§ **PROBLEM TO WORK ON**: Please find every line in the records below that contains the word "EmbeddedMigrations", and copy it.

Stored records:
= Beginning of Section =

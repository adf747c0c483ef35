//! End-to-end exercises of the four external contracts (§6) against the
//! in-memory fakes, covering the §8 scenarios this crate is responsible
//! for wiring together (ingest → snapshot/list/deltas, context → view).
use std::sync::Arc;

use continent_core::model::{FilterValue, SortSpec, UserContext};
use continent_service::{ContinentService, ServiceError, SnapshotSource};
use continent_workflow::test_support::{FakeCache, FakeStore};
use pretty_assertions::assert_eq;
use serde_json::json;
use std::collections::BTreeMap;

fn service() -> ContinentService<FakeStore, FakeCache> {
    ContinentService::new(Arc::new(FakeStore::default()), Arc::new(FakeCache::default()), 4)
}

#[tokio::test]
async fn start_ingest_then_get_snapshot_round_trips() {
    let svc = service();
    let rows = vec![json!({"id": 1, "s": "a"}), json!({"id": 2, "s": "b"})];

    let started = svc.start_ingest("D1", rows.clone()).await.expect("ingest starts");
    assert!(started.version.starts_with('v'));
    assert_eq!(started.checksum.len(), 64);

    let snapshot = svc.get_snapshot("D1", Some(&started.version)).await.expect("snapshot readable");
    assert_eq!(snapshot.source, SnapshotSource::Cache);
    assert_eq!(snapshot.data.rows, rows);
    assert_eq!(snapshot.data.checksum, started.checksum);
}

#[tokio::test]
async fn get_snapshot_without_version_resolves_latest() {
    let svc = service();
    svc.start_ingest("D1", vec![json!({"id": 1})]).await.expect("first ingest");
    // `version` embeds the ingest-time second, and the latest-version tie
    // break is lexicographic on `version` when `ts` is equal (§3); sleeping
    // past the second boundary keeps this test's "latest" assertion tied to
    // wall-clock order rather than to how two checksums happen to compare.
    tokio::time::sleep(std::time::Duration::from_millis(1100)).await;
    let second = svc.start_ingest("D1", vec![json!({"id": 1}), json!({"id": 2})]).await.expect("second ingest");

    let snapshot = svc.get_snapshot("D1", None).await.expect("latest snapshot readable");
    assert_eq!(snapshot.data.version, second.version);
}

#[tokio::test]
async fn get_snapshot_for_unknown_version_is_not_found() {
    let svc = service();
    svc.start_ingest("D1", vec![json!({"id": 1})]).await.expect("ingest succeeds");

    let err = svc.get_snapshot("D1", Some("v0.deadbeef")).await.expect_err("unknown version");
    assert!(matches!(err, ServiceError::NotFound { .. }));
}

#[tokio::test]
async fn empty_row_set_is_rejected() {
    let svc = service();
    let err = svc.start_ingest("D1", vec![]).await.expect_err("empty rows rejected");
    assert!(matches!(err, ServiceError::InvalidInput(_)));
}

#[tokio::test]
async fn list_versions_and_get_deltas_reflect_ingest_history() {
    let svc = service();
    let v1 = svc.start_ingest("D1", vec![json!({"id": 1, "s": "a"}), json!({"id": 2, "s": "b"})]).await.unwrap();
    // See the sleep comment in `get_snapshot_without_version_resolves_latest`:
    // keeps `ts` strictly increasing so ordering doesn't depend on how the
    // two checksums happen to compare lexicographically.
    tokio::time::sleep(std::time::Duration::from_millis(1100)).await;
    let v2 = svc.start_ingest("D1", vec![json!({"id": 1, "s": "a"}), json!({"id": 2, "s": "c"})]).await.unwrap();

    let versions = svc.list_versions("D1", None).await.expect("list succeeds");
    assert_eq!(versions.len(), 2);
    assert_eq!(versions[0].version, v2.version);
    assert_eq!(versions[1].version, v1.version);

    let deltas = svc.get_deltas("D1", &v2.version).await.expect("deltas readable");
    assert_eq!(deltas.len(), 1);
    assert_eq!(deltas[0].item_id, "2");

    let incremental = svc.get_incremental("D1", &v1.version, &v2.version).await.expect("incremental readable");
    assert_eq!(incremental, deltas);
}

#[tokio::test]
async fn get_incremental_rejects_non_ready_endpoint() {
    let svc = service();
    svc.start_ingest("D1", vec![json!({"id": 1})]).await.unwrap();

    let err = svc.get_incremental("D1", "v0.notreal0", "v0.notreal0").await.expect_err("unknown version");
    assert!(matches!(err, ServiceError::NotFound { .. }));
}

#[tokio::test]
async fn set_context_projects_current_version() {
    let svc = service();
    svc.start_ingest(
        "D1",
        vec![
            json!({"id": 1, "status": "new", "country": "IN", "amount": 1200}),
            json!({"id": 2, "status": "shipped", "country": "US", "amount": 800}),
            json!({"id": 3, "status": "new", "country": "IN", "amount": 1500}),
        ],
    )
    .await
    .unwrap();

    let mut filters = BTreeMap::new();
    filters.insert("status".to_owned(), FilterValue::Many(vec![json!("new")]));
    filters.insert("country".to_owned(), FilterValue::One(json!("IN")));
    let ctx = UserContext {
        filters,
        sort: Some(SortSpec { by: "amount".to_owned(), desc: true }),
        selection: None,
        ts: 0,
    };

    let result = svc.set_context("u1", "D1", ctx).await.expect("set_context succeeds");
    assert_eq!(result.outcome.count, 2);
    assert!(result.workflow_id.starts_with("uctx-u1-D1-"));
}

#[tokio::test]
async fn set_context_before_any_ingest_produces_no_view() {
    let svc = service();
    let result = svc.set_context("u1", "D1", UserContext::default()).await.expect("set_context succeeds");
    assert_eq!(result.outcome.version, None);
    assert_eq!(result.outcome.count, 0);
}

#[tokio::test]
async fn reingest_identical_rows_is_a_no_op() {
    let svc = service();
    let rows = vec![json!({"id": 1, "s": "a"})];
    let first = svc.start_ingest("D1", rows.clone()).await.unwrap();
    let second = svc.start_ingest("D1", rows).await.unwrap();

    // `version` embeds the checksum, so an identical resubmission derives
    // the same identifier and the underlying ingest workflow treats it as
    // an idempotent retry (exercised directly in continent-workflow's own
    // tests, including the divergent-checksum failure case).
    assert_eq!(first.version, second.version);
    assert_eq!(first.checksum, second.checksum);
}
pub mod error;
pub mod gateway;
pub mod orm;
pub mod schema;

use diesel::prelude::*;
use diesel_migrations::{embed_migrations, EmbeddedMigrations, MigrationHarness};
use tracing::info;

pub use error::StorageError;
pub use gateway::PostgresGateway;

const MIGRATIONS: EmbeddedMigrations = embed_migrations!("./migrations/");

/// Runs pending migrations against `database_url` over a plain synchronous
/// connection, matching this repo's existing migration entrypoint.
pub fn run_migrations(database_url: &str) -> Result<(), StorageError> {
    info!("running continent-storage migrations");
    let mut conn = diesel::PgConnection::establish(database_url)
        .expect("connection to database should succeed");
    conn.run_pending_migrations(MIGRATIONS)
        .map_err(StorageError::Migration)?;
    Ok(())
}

= End of Section =

§ **RESULT BELOW**:
use diesel_migrations::{embed_migrations, EmbeddedMigrations, MigrationHarness};
const MIGRATIONS: EmbeddedMigrations = embed_migrations!("./migrations/");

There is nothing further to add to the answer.